Oops, i forgot, @Yiannaki, you are probably not dry burning at all because you have switched to temp sensing with nickel coils.... 

Lol


----------



## Andre (5/6/15)

Clearly just trying to save some face imo.

Reactions: Agree 1 | Thanks 1


----------



## Alex (5/6/15)

Interesting observations, but in relative terms I really can't see any harm. I'll just continue doing my dry burns.

Reactions: Agree 2 | Thanks 1


----------



## Riaz (5/6/15)

Surely if dry burning degrades the metal, should we not then see a difference in the appearance of the coil?

Ive been dry burning the same coils for months now and once dry burned, they look the same like they were on day one.

Reactions: Agree 2


----------



## free3dom (5/6/15)

Silver said:


> @Yiannaki and other coiling experts, how do we go about building coils so that they "glow from inside out" without the dry burning and "cue stick method" (inserting the screwdriver in and out like a snooker stick)?



There are two ways to do this 

First is to build compressed coils as normal (wrapped as tight as possible, can be tricky) and then take a flat screwdriver and drag it across the top/sides of the coil a couple of times (apply light pressure so that the flat part dips into the holes between each wrap slightly). This is a bit hit and miss, but doing it a couple of times does get rid of hotspots. You can test this with some dry burning at first (to ensure it works) and once you are comfortable with the process you can do it without any dry burning.

The second, and best way, is to build spaced coils. I've moved over to spaced coils ever since @Yiannaki showed me the method to build them easily (and perfectly) each time - wrap a parallel coil and them pull out one of the leads. After installing, simply make sure the spacing is still even and you are good to go

Reactions: Like 1 | Agree 1 | Thanks 1 | Informative 2


----------



## johan (5/6/15)

I like them spaced, wire or ribbon, and no need for dry burn.
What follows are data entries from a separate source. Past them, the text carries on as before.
//! Defeater types
//!
//! A defeater is evidence that a previously accepted claim should no longer be
//! trusted. Defeaters can themselves be defeated (`defeated_by`), which is how
//! reinstatement works. The reasoning over these types lives in
//! `credence-defeat`; this module only defines the values.

use crate::error::ConfidenceError;
use crate::ClaimId;
use serde::{Deserialize, Serialize};
use std::fmt;

/// Identifier of a defeater
#[derive(Debug, Clone, PartialEq, Eq, PartialOrd, Ord, Hash, Serialize, Deserialize)]
#[serde(transparent)]
pub struct DefeaterId(String);

impl DefeaterId {
    /// Generate a new UUIDv7-based DefeaterId
    pub fn new() -> Self {
        Self(uuid::Uuid::now_v7().to_string())
    }

    /// Borrow the raw identifier
    pub fn as_str(&self) -> &str {
        &self.0
    }
}

impl Default for DefeaterId {
    fn default() -> Self {
        Self::new()
    }
}

impl From<&str> for DefeaterId {
    fn from(value: &str) -> Self {
        Self(value.to_string())
    }
}

impl From<String> for DefeaterId {
    fn from(value: String) -> Self {
        Self(value)
    }
}

impl fmt::Display for DefeaterId {
    fn fmt(&self, f: &mut fmt::Formatter<'_>) -> fmt::Result {
        f.write_str(&self.0)
    }
}

/// What kind of evidence the defeater is
#[derive(Debug, Clone, Copy, PartialEq, Eq, Hash, Serialize, Deserialize)]
#[serde(rename_all = "snake_case")]
pub enum DefeaterType {
    /// The code the claim is about changed
    CodeChange,
    /// A test covering the claim failed
    TestFailure,
    /// Another claim contradicts this one
    Contradiction,
    /// New information arrived (also used for transitive defeat)
    NewInfo,
    /// The claim is too old to trust
    Staleness,
    /// The evidence does not cover the claim
    CoverageGap,
    /// The tool that produced the evidence failed
    ToolFailure,
    /// The evidence came from a different environment
    SandboxMismatch,
    /// The evidence came from untrusted content
    UntrustedContent,
}

impl DefeaterType {
    /// Wire name of the type
    pub fn as_str(&self) -> &'static str {
        match self {
            DefeaterType::CodeChange => "code_change",
            DefeaterType::TestFailure => "test_failure",
            DefeaterType::Contradiction => "contradiction",
            DefeaterType::NewInfo => "new_info",
            DefeaterType::Staleness => "staleness",
            DefeaterType::CoverageGap => "coverage_gap",
            DefeaterType::ToolFailure => "tool_failure",
            DefeaterType::SandboxMismatch => "sandbox_mismatch",
            DefeaterType::UntrustedContent => "untrusted_content",
        }
    }
}

impl fmt::Display for DefeaterType {
    fn fmt(&self, f: &mut fmt::Formatter<'_>) -> fmt::Result {
        f.write_str(self.as_str())
    }
}

/// How strongly a defeater bears on the claims it affects
#[derive(Debug, Clone, Copy, PartialEq, Eq, Hash, Serialize, Deserialize)]
#[serde(rename_all = "snake_case")]
pub enum DefeaterSeverity {
    /// Confidence drops to zero
    Full,
    /// Confidence drops by the full reduction
    Partial,
    /// Confidence drops by half the reduction
    Warning,
    /// Recorded, no numeric effect
    Informational,
}

/// Lifecycle status of a defeater
#[derive(Debug, Clone, Copy, PartialEq, Eq, Hash, Serialize, Deserialize)]
#[serde(rename_all = "snake_case")]
pub enum DefeaterStatus {
    /// Detected, not yet confirmed
    Pending,
    /// In force
    Active,
    /// Addressed
    Resolved,
    /// Deliberately dismissed
    Ignored,
}

/// A defeater with severity, lifecycle and meta-defeat links
#[derive(Debug, Clone, PartialEq, Serialize, Deserialize)]
#[serde(rename_all = "camelCase")]
pub struct ExtendedDefeater {
    /// Unique identifier
    pub id: DefeaterId,

    /// Kind of evidence
    #[serde(rename = "type")]
    pub defeater_type: DefeaterType,

    /// Human-readable explanation
    pub description: String,

    /// Strength of the defeat
    pub severity: DefeaterSeverity,

    /// Lifecycle status
    pub status: DefeaterStatus,

    /// Claims this defeater bears on
    pub affected_claim_ids: Vec<ClaimId>,

    /// Reduction applied for partial and warning severities [0.0, 1.0]
    pub confidence_reduction: f64,

    /// Whether the defeater may be resolved without a human decision
    pub auto_resolvable: bool,

    /// Defeaters that defeat this defeater
    #[serde(default, skip_serializing_if = "Option::is_none")]
    pub defeated_by: Option<Vec<DefeaterId>>,
}

impl ExtendedDefeater {
    /// Create a new active defeater with a fresh ID
    pub fn new(
        defeater_type: DefeaterType,
        severity: DefeaterSeverity,
        description: impl Into<String>,
        affected_claim_ids: Vec<ClaimId>,
        confidence_reduction: f64,
    ) -> Result<Self, ConfidenceError> {
        let defeater = Self {
            id: DefeaterId::new(),
            defeater_type,
            description: description.into(),
            severity,
            status: DefeaterStatus::Active,
            affected_claim_ids,
            confidence_reduction,
            auto_resolvable: false,
            defeated_by: None,
        };
        defeater.validate()?;
        Ok(defeater)
    }

    /// Same defeater with a caller-chosen ID
    pub fn with_id(mut self, id: impl Into<DefeaterId>) -> Self {
        self.id = id.into();
        self
    }

    /// Same defeater with a different lifecycle status
    pub fn with_status(mut self, status: DefeaterStatus) -> Self {
        self.status = status;
        self
    }

    /// Same defeater marked auto-resolvable
    pub fn auto_resolvable(mut self, auto_resolvable: bool) -> Self {
        self.auto_resolvable = auto_resolvable;
        self
    }

    /// Check field invariants
    pub fn validate(&self) -> Result<(), ConfidenceError> {
        let r = self.confidence_reduction;
        if r.is_nan() || !(0.0..=1.0).contains(&r) {
            return Err(ConfidenceError::OutOfRange {
                field: "confidenceReduction",
                value: r,
            });
        }
        Ok(())
    }

    /// IDs of the defeaters that defeat this one
    pub fn meta_defeaters(&self) -> &[DefeaterId] {
        self.defeated_by.as_deref().unwrap_or(&[])
    }
}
Reactions: Like 1 | Agree 1


----------



## phanatik (5/6/15)

Viper_SA said:


> Odin gets my vote





free3dom said:


> There are two ways to do this
> 
> First is to build compressed coils as normal (wrapped as tight as possible, can be tricky) and then take a flat screwdriver and drag it across the top/sides of the coil a couple of times (apply light pressure so that the flat part dips into the holes between each wrap slightly). This is a bit hit and miss, but doing it a couple of times does get rid of hotspots. You can test this with some dry burning at first (to ensure it works) and once you are comfortable with the process you can do it without any dry burning.
> 
> The second, and best way, is to build spaced coils. I've moved over to spaced coils ever since @Yiannaki showed me the method to build them easily (and perfectly) each time - wrap a parallel coil and them pull out one of the leads. After installing, simply make sure the spacing is still even and you are good to go



Teach Me~!


----------



## Gazzacpt (5/6/15)

Looks like that relates to Nichrome although kanthal is FeCrAl which also contains chromium. But Aluminuim would be the metal that oxidises faster?


----------



## Yiannaki (5/6/15)

Silver said:


> Thanks for sharing this @ET
> 
> After @Andre directed me to the outbreak on ECF in reaction to his initial statement on the interview, I was more confused.
> 
> ...




@Silver - aside from dry burning, tweezing and strumming the coils, I would have no other idea how one would get the coil to glow evenly. Perhaps one could just install the wick and just vape without pre heating the coil? Altough, when first fired, the kanthal coils release a little puff of smoke. So not sure how good that would taste?

Reactions: Like 1 | Thanks 1


----------



## Andre (5/6/15)

Yiannaki said:


> @Silver - aside from dry burning, tweezing and strumming the coils, I would have no other idea how one would get the coil to glow evenly. Perhaps one could just install the wick and just vape without pre heating the coil? Altough, when first fired, the kanthal coils release a little puff of smoke. So not sure how good that would taste?


_None of the elements in Kanthal A1 have a significant vapor pressure at the temperatures a coil reaches during vaping. The thin aluminum oxide scale that forms on heating is very effective at protecting the coil from further oxidation, ionic diffusion and chemical leaching. Torturing a coil with extended white-hot burns will inevitably consume some of the aluminum and chromium in the alloy, and change the nature of the surface. Don't do it. But lightly oxidizing your Kanthal coil is probably a good idea. It serves to help seal the surface of the coil, trapping and protecting the iron, aluminum and chromium beneath it. _[An ECF post on the subject.]

Reactions: Like 2 | Thanks 1 | Informative 3


----------